● EXTRACTED MATERIAL:
use std::fs;
use std::path::{Path, PathBuf};

use anyhow::{bail, Context, Result};
use clap::{Args, Parser, Subcommand};
use log::{info, Level};
use simple_logger::init_with_level;

use splice_events::consolidate::save_consolidated;
use splice_events::junctions::{
    adjacent_triples, load_triples, open_table, read_junction_exons, read_junction_ids,
    save_triples, triples_from_exon_lists,
};
use splice_events::{
    annotate_isoforms, consolidate_table, AnnotationIndex, AnnotationKeys, ConsolidateOptions,
    EventTable, JunctionAggregator, Triple,
};

/// Infer skipped-exon and mutually-exclusive-exon events from splice junctions.
#[derive(Parser, Debug)]
#[command(name = "splice-events")]
#[command(author, version, about)]
struct Cli {
    /// Log debug details
    #[arg(long, short, global = true)]
    verbose: bool,

    #[command(subcommand)]
    cmd: Command,
}

#[derive(Subcommand, Debug)]
enum Command {
    /// Build an annotation index from a GTF/GFF3 file and write it to disk
    Index(IndexArgs),

    /// Load an annotation index from disk and print summary stats
    Stats(StatsArgs),

    /// Pair junctions with their flanking annotated exons
    Triples(TriplesArgs),

    /// Detect, annotate and consolidate splicing events
    Events(EventsArgs),
}

#[derive(Args, Debug)]
struct StatsArgs {
    /// Serialized annotation index
    #[arg(long, short)]
    index: PathBuf,
}

#[derive(Args, Debug)]
struct IndexArgs {
    /// Input annotation file (.gtf/.gff/.gff3, optionally .gz)
    #[arg(long, short)]
    annotation: PathBuf,

    /// Output serialized index file
    #[arg(long, short)]
    index: PathBuf,

    #[command(flatten)]
    keys: KeyArgs,
}

/// Attribute key options; any option left out keeps the library default.
#[derive(Args, Debug)]
struct KeyArgs {
    /// Attribute keys to use for transcript ID (repeatable) [default: transcript_id transcript]
    #[arg(long = "transcript-id-key", value_name = "KEY", num_args = 1..)]
    transcript_id_keys: Vec<String>,

    /// GFF3 exon->transcript linkage keys (repeatable) [default: Parent]
    #[arg(long = "parent-key", value_name = "KEY", num_args = 1..)]
    parent_keys: Vec<String>,

    /// Attribute keys to use for gene ID (repeatable) [default: gene_id gene GeneID]
    #[arg(long = "gene-id-key", value_name = "KEY", num_args = 1..)]
    gene_id_keys: Vec<String>,

    /// Attribute keys holding transcript tags such as `basic` or `CCDS` (repeatable) [default: tag]
    #[arg(long = "tag-key", value_name = "KEY", num_args = 1..)]
    tag_keys: Vec<String>,

    /// Feature types that count as exons (repeatable) [default: exon]
    #[arg(long = "exon-feature-type", value_name = "TYPE", num_args = 1..)]
    exon_feature_types: Vec<String>,
}

impl KeyArgs {
    fn into_keys(self) -> AnnotationKeys {
        fn or_default(given: Vec<String>, default: Vec<String>) -> Vec<String> {
            if given.is_empty() {
                default
            } else {
                given
            }
        }

        let d = AnnotationKeys::default();
        AnnotationKeys {
            transcript_id_keys: or_default(self.transcript_id_keys, d.transcript_id_keys),
            parent_keys: or_default(self.parent_keys, d.parent_keys),
            gene_id_keys: or_default(self.gene_id_keys, d.gene_id_keys),
            tag_keys: or_default(self.tag_keys, d.tag_keys),
            exon_feature_types: or_default(self.exon_feature_types, d.exon_feature_types),
            feature_id_keys: d.feature_id_keys,
            transcript_feature_types: d.transcript_feature_types,
        }
    }
}

/// Where exon and transcript annotation comes from.
#[derive(Args, Debug)]
struct SourceArgs {
    /// Annotation file (.gtf/.gff/.gff3, optionally .gz)
    #[arg(long, short, conflicts_with = "index")]
    annotation: Option<PathBuf>,

    /// Serialized annotation index (see `index`)
    #[arg(long, short)]
    index: Option<PathBuf>,

    #[command(flatten)]
    keys: KeyArgs,
}

impl SourceArgs {
    fn load(self) -> Result<Option<AnnotationIndex>> {
        match (self.annotation, self.index) {
            (Some(path), _) => {
                let idx = AnnotationIndex::from_path(&path, self.keys.into_keys())
                    .with_context(|| format!("building index from {}", path.display()))?;
                Ok(Some(idx))
            }
            (None, Some(path)) => {
                let idx = AnnotationIndex::load(&path)
                    .with_context(|| format!("reading index {}", path.display()))?;
                Ok(Some(idx))
            }
            (None, None) => Ok(None),
        }
    }
}

/// Junction input: bare junction ids (paired with annotated exons) or
/// junctions with their exon lists.
#[derive(Args, Debug)]
struct JunctionArgs {
    /// Junction table, one junction id (chrom:start-stop:strand, intron coordinates) per line;
    /// needs --annotation or --index
    #[arg(long, short, conflicts_with = "junction_exons")]
    junctions: Option<PathBuf>,

    /// Junction table with its exons: junction, upstream exons, downstream exons
    /// (comma separated)
    #[arg(long)]
    junction_exons: Option<PathBuf>,
}

impl JunctionArgs {
    fn is_empty(&self) -> bool {
        self.junctions.is_none() && self.junction_exons.is_none()
    }

    fn triples(&self, idx: Option<&AnnotationIndex>) -> Result<Vec<Triple>> {
        match (&self.junctions, &self.junction_exons, idx) {
            (_, Some(path), _) => {
                let reader = open_table(path).with_context(|| format!("opening {}", path.display()))?;
                let rows = read_junction_exons(reader)
                    .with_context(|| format!("reading junction exons from {}", path.display()))?;
                Ok(triples_from_exon_lists(&rows))
            }
            (Some(path), None, Some(idx)) => {
                let junctions = read_junctions(path)?;
                adjacent_triples(&junctions, idx).context("pairing junctions with exons")
            }
            (Some(_), None, None) => bail!("--junctions needs --annotation or --index"),
            (None, None, _) => bail!("give --junctions or --junction-exons"),
        }
    }
}

#[derive(Args, Debug)]
struct TriplesArgs {
    #[command(flatten)]
    source: SourceArgs,

    #[command(flatten)]
    input: JunctionArgs,

    /// Output triple table (junction, exon, direction)
    #[arg(long, short)]
    output: PathBuf,
}

#[derive(Args, Debug)]
struct EventsArgs {
    #[command(flatten)]
    source: SourceArgs,

    #[command(flatten)]
    input: JunctionArgs,

    /// Precomputed triple table (see `triples`)
    #[arg(long, conflicts_with_all = ["junctions", "junction_exons"])]
    triples: Option<PathBuf>,

    /// Output directory for the event tables
    #[arg(long, short = 'd')]
    output_dir: PathBuf,

    /// Seed for random tie-breaks during consolidation
    #[arg(long, default_value_t = 0)]
    seed: u64,

    /// Number of threads (0 = all available cores)
    #[arg(long, short, default_value_t = 0)]
    threads: usize,
}

fn read_junctions(path: &Path) -> Result<Vec<String>> {
    let reader = open_table(path).with_context(|| format!("opening {}", path.display()))?;
    read_junction_ids(reader).with_context(|| format!("reading junctions from {}", path.display()))
}

fn run_triples(args: TriplesArgs) -> Result<()> {
    let idx = args.source.load()?;
    let triples = args.input.triples(idx.as_ref())?;

    save_triples(&triples, &args.output)
        .with_context(|| format!("writing triples to {}", args.output.display()))?;

    info!("{} triples written to {}", triples.len(), args.output.display());
    Ok(())
}

fn run_events(args: EventsArgs) -> Result<()> {
    rayon::ThreadPoolBuilder::new()
        .num_threads(args.threads)
        .build_global()
        .context("setting up the thread pool")?;

    let idx = args.source.load()?;

    let triples: Vec<Triple> = match &args.triples {
        Some(path) => load_triples(path)
            .with_context(|| format!("reading triples from {}", path.display()))?,
        None if args.input.is_empty() => {
            bail!("events needs --triples, --junctions or --junction-exons")
        }
        None => args.input.triples(idx.as_ref())?,
    };

    let aggregator = JunctionAggregator::new(&triples).context("building the relation graph")?;

    fs::create_dir_all(&args.output_dir)
        .with_context(|| format!("creating {}", args.output_dir.display()))?;

    let idx = idx.unwrap_or_default();
    let options = ConsolidateOptions {
        seed: args.seed,
        ..ConsolidateOptions::default()
    };

    for table in [aggregator.skipped_exon(), aggregator.mutually_exclusive_exon()] {
        write_events(table, &idx, &options, &args.output_dir)?;
    }

    Ok(())
}

fn write_events(
    mut table: EventTable,
    idx: &AnnotationIndex,
    options: &ConsolidateOptions,
    dir: &Path,
) -> Result<()> {
    let abbr = table.kind.abbreviation();

    annotate_isoforms(&mut table, idx);
    let path = dir.join(format!("{abbr}.tsv"));
    table
        .save(&path)
        .with_context(|| format!("writing {}", path.display()))?;

    let consolidated = consolidate_table(table, idx, options)
        .with_context(|| format!("consolidating {abbr} events"))?;
    let path = dir.join(format!("{abbr}_consolidated.tsv"));
    save_consolidated(&consolidated, &path)
        .with_context(|| format!("writing {}", path.display()))?;

    info!("{} events written to {}", abbr, dir.display());
    Ok(())
}

fn main() -> Result<()> {
    let cli = Cli::parse();

    let level = if cli.verbose { Level::Debug } else { Level::Info };
    init_with_level(level).context("initialising the logger")?;

    match cli.cmd {
        Command::Index(args) => {
            let keys = args.keys.into_keys();

            let idx = AnnotationIndex::from_path(&args.annotation, keys)
                .with_context(|| format!("building index from {}", args.annotation.display()))?;

            println!("{idx}");

            idx.save(&args.index)
                .with_context(|| format!("writing index to {}", args.index.display()))?;

            info!("Index written to {}", args.index.display());
        }

        Command::Stats(args) => {
            let idx = AnnotationIndex::load(&args.index)
                .with_context(|| format!("reading index {}", args.index.display()))?;
            println!("{idx}");
        }

        Command::Triples(args) => run_triples(args)?,

        Command::Events(args) => run_events(args)?,
    }

    Ok(())
}

#[cfg(test)]
mod tests {
    use super::*;

    fn index_keys(extra: &[&str]) -> AnnotationKeys {
        let mut argv = vec!["splice-events", "index", "-a", "a.gtf", "-i", "a.idx"];
        argv.extend_from_slice(extra);
        match Cli::try_parse_from(argv).unwrap().cmd {
            Command::Index(args) => args.keys.into_keys(),
            other => panic!("parsed {other:?}"),
        }
    }

    #[test]
    fn cli_keys_default_to_library_keys() {
        let keys = index_keys(&[]);
        let d = AnnotationKeys::default();
        assert_eq!(keys.transcript_id_keys, d.transcript_id_keys);
        assert_eq!(keys.parent_keys, d.parent_keys);
        assert_eq!(keys.gene_id_keys, d.gene_id_keys);
        assert_eq!(keys.tag_keys, d.tag_keys);
        assert_eq!(keys.exon_feature_types, d.exon_feature_types);
    }

    #[test]
    fn cli_keys_override_only_what_is_given() {
        let keys = index_keys(&["--tag-key", "tags", "label"]);
        assert_eq!(keys.tag_keys, vec!["tags", "label"]);
        assert_eq!(keys.gene_id_keys, AnnotationKeys::default().gene_id_keys);
    }

    #[test]
    fn junction_inputs_are_exclusive() {
        let argv = [
            "splice-events", "triples", "--junctions", "j.tsv", "--junction-exons", "je.tsv", "-o",
            "t.tsv",
        ];
        assert!(Cli::try_parse_from(argv).is_err());
    }
}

● REQUIRED ACTION:
Could you reproduce, exactly, every line above from the line with "let triples: Vec<Triple>" to the line with "let keys = args.keys.into_keys();", and no other line? Both ends count.

● RESPONSE AREA:
    let triples: Vec<Triple> = match &args.triples {
        Some(path) => load_triples(path)
            .with_context(|| format!("reading triples from {}", path.display()))?,
        None if args.input.is_empty() => {
            bail!("events needs --triples, --junctions or --junction-exons")
        }
        None => args.input.triples(idx.as_ref())?,
    };

    let aggregator = JunctionAggregator::new(&triples).context("building the relation graph")?;

    fs::create_dir_all(&args.output_dir)
        .with_context(|| format!("creating {}", args.output_dir.display()))?;

    let idx = idx.unwrap_or_default();
    let options = ConsolidateOptions {
        seed: args.seed,
        ..ConsolidateOptions::default()
    };

    for table in [aggregator.skipped_exon(), aggregator.mutually_exclusive_exon()] {
        write_events(table, &idx, &options, &args.output_dir)?;
    }

    Ok(())
}

fn write_events(
    mut table: EventTable,
    idx: &AnnotationIndex,
    options: &ConsolidateOptions,
    dir: &Path,
) -> Result<()> {
    let abbr = table.kind.abbreviation();

    annotate_isoforms(&mut table, idx);
    let path = dir.join(format!("{abbr}.tsv"));
    table
        .save(&path)
        .with_context(|| format!("writing {}", path.display()))?;

    let consolidated = consolidate_table(table, idx, options)
        .with_context(|| format!("consolidating {abbr} events"))?;
    let path = dir.join(format!("{abbr}_consolidated.tsv"));
    save_consolidated(&consolidated, &path)
        .with_context(|| format!("writing {}", path.display()))?;

    info!("{} events written to {}", abbr, dir.display());
    Ok(())
}

fn main() -> Result<()> {
    let cli = Cli::parse();

    let level = if cli.verbose { Level::Debug } else { Level::Info };
    init_with_level(level).context("initialising the logger")?;

    match cli.cmd {
        Command::Index(args) => {
            let keys = args.keys.into_keys();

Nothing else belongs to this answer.